NEWS: For third-generation farmer and rancher Steve Rader, diversity is the key to ranch sustainability. Read about how his range conservation practices are creating a ranching and habitat legacy in the Texas panhandle.
by Quenna Terry, NRCS Public Affairs Specialist
For third-generation farmer and rancher Steve Rader, diversity is the key to ranch sustainability. Rader Ranch, in the Panhandle region near Follett, is home to some 400 head of cattle in average rainfall years. It’s also home to abundant wildlife, including white tailed deer, pronghorn antelope, blue and bobwhite quail, and lesser prairie-chickens.
Rader manages the ranch for native rangeland, cropland with native grasses in the Conservation Reserve Program, and cropland with wheat. This diversity helped the both the ranch and its resident wildlife weather the intense drought of 2011-12.
Rader refers to his ranch as the “Refuge for Life,” a place he has always called home. It’s where he and his wife, Linda, raised their three children, Justin, Haley and Sarah, and a way of life and legacy his grandfather started in 1917.
Without diversity on the ranch, Rader contends, grasses are easily overgrazed, especially during periods of drought.
“Our land is so fragile and it takes a long time to recover,” he says. “Our cattle are spread out over a number of acres to let pastures rest. We’ve had to whittle down our cattle numbers to keep from overgrazing.”
Rader first learned the value of such sustainable management strategies from his dad, who believed in resting pastures. “We expect too much from our land,” Rader says. “Resting it helps.”
He recalls how, when he was young, his dad worked with USDA’s Soil Conservation Service, now the Natural Resources Conservation Service (NRCS) to help manage the land better.
“NRCS has helped us for 50 years, and they’ve been a strong, reliable source for good advice,” Rader says. “NRCS has never led us in the wrong direction.”
Since he took over management of Rader Ranch in 1975, he has continued to work with NRCS to plan and implement conservation practices for livestock and wildlife. NRCS technical and financial assistance have helped him improve forage, install water facilities for better grazing distribution; and implement rotational grazing.
To further his conservation goals, Rader recently reached out to NRCS to request a Working Lands For Wildlife predictability plan, through which landowners voluntarily adopt conservation practices that benefit the lesser prairie-chicken. By doing so, they receive protection from “incidental take” of the lesser prairie-chicken caused by implementing the conservation plan.

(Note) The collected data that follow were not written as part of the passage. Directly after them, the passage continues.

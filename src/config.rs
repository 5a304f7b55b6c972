use std::env;
use std::str::FromStr;
use std::time::Duration;

use serde::{Deserialize, Serialize};
use thiserror::Error;
use tracing::{debug, info};

pub const DEFAULT_MAX_CONTEXT_DOCUMENTS: usize = 5;
pub const DEFAULT_CACHE_TTL: Duration = Duration::from_secs(10 * 60);
pub const DEFAULT_MAX_HISTORY: usize = 20;
pub const DEFAULT_CAPABILITY_TIMEOUT: Duration = Duration::from_secs(120);

#[derive(Debug, Error, PartialEq, Eq)]
pub enum ConfigError {
    #[error("Invalid value for {key}: {value:?} ({reason})")]
    InvalidValue {
        key: String,
        value: String,
        reason: String,
    },
    #[error("{key} is out of range: {reason}")]
    OutOfRange { key: &'static str, reason: String },
}

/// What to do when the oracle says the active set suffices but its handle
/// has expired.
#[derive(Debug, Clone, Copy, PartialEq, Eq, Default, Serialize, Deserialize)]
#[serde(rename_all = "lowercase")]
pub enum ExpiryPolicy {
    /// Rebuild the handle from the same documents without re-selection.
    #[default]
    Refresh,
    /// Ask the selector again.
    Reselect,
}

impl FromStr for ExpiryPolicy {
    type Err = String;

    fn from_str(s: &str) -> Result<Self, Self::Err> {
        match s.trim().to_lowercase().as_str() {
            "refresh" => Ok(ExpiryPolicy::Refresh),
            "reselect" => Ok(ExpiryPolicy::Reselect),
            _ => Err("expected \"refresh\" or \"reselect\"".to_string()),
        }
    }
}

/// Session settings, fixed when the session starts.
#[derive(Debug, Clone, PartialEq, Eq)]
pub struct SessionConfig {
    pub max_context_documents: usize,
    pub cache_ttl: Duration,
    pub max_history: usize,
    pub streaming: bool,
    /// Surfaces routing and cache statistics; never changes behaviour.
    pub debug: bool,
    pub expiry_policy: ExpiryPolicy,
    /// Applied to every capability call. `None` waits indefinitely.
    pub capability_timeout: Option<Duration>,
    /// Keep the current handle when a reload picks the same documents and
    /// at least this much TTL remains.
    pub reuse_headroom: Option<Duration>,
    /// Recent transcripts to load when the selector yields nothing usable.
    pub fallback_recent_transcripts: usize,
}

impl Default for SessionConfig {
    fn default() -> Self {
        Self {
            max_context_documents: DEFAULT_MAX_CONTEXT_DOCUMENTS,
            cache_ttl: DEFAULT_CACHE_TTL,
            max_history: DEFAULT_MAX_HISTORY,
            streaming: true,
            debug: false,
            expiry_policy: ExpiryPolicy::Refresh,
            capability_timeout: Some(DEFAULT_CAPABILITY_TIMEOUT),
            reuse_headroom: None,
            fallback_recent_transcripts: 0,
        }
    }
}

impl SessionConfig {
    /// Loads `.env` if present, then reads `OLA_*` variables over the defaults.
    pub fn from_env() -> Result<Self, ConfigError> {
        match dotenvy::dotenv() {
            Ok(path) => info!("Loaded environment variables from {}", path.display()),
            Err(e) => debug!("No .env file loaded: {}", e),
        }
        Self::from_lookup(|key| env::var(key).ok())
    }

    pub fn from_lookup<F>(lookup: F) -> Result<Self, ConfigError>
    where
        F: Fn(&str) -> Option<String>,
    {
        let mut config = Self::default();

        if let Some(v) = lookup("OLA_MAX_CONTEXT_DOCUMENTS") {
            config.max_context_documents = parse_value("OLA_MAX_CONTEXT_DOCUMENTS", &v)?;
        }
        if let Some(v) = lookup("OLA_CACHE_TTL_SECS") {
            config.cache_ttl = Duration::from_secs(parse_value("OLA_CACHE_TTL_SECS", &v)?);
        }
        if let Some(v) = lookup("OLA_MAX_HISTORY") {
            config.max_history = parse_value("OLA_MAX_HISTORY", &v)?;
        }
        if let Some(v) = lookup("OLA_STREAMING") {
            config.streaming = parse_flag("OLA_STREAMING", &v)?;
        }
        if let Some(v) = lookup("OLA_DEBUG") {
            config.debug = parse_flag("OLA_DEBUG", &v)?;
        }
        if let Some(v) = lookup("OLA_EXPIRY_POLICY") {
            config.expiry_policy = parse_value("OLA_EXPIRY_POLICY", &v)?;
        }
        if let Some(v) = lookup("OLA_CAPABILITY_TIMEOUT_SECS") {
            // 0 disables the timeout
            let secs: u64 = parse_value("OLA_CAPABILITY_TIMEOUT_SECS", &v)?;
            config.capability_timeout = (secs > 0).then(|| Duration::from_secs(secs));
        }
        if let Some(v) = lookup("OLA_REUSE_HEADROOM_SECS") {
            let secs: u64 = parse_value("OLA_REUSE_HEADROOM_SECS", &v)?;
            config.reuse_headroom = (secs > 0).then(|| Duration::from_secs(secs));
        }
        if let Some(v) = lookup("OLA_FALLBACK_RECENT_TRANSCRIPTS") {
            config.fallback_recent_transcripts = parse_value("OLA_FALLBACK_RECENT_TRANSCRIPTS", &v)?;
        }

        config.validate()?;
        Ok(config)
    }

    pub fn validate(&self) -> Result<(), ConfigError> {
        if self.max_context_documents == 0 {
            return Err(ConfigError::OutOfRange {
                key: "max_context_documents",
                reason: "must be at least 1".into(),
            });
        }
        if self.cache_ttl.is_zero() {
            return Err(ConfigError::OutOfRange {
                key: "cache_ttl",
                reason: "must be greater than zero".into(),
            });
        }
        self.cache_ttl_delta()?;
        if self.capability_timeout.is_some_and(|t| t.is_zero()) {
            return Err(ConfigError::OutOfRange {
                key: "capability_timeout",
                reason: "use None to disable the timeout".into(),
            });
        }
        if self.reuse_headroom.is_some_and(|h| h.is_zero()) {
            return Err(ConfigError::OutOfRange {
                key: "reuse_headroom",
                reason: "use None to always rebuild".into(),
            });
        }
        Ok(())
    }

    /// The TTL as a wall-clock offset.
    pub fn cache_ttl_delta(&self) -> Result<chrono::Duration, ConfigError> {
        chrono::Duration::from_std(self.cache_ttl).map_err(|e| ConfigError::OutOfRange {
            key: "cache_ttl",
            reason: e.to_string(),
        })
    }
}

fn parse_value<T>(key: &str, raw: &str) -> Result<T, ConfigError>
where
    T: FromStr,
    T::Err: ToString,
{
    raw.trim().parse().map_err(|e: T::Err| ConfigError::InvalidValue {
        key: key.to_string(),
        value: raw.to_string(),
        reason: e.to_string(),
    })
}

fn parse_flag(key: &str, raw: &str) -> Result<bool, ConfigError> {
    match raw.trim().to_lowercase().as_str() {
        "1" | "true" | "yes" | "on" => Ok(true),
        "0" | "false" | "no" | "off" => Ok(false),
        _ => Err(ConfigError::InvalidValue {
            key: key.to_string(),
            value: raw.to_string(),
            reason: "expected a boolean".into(),
        }),
    }
}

“Wildlife is a part of our life,” Rader says. “My philosophy is: we have prairie- chickens on our land and we have to be good stewards of the land for any species.”
Correction: (11/24/15) Our original post of this article included reference to “invasive sand sage.” Sand sage is a natural and beneficial plant species in the Southern Great Plains. We will be creating a follow-up post to discuss the important role of brush species for the prairie community.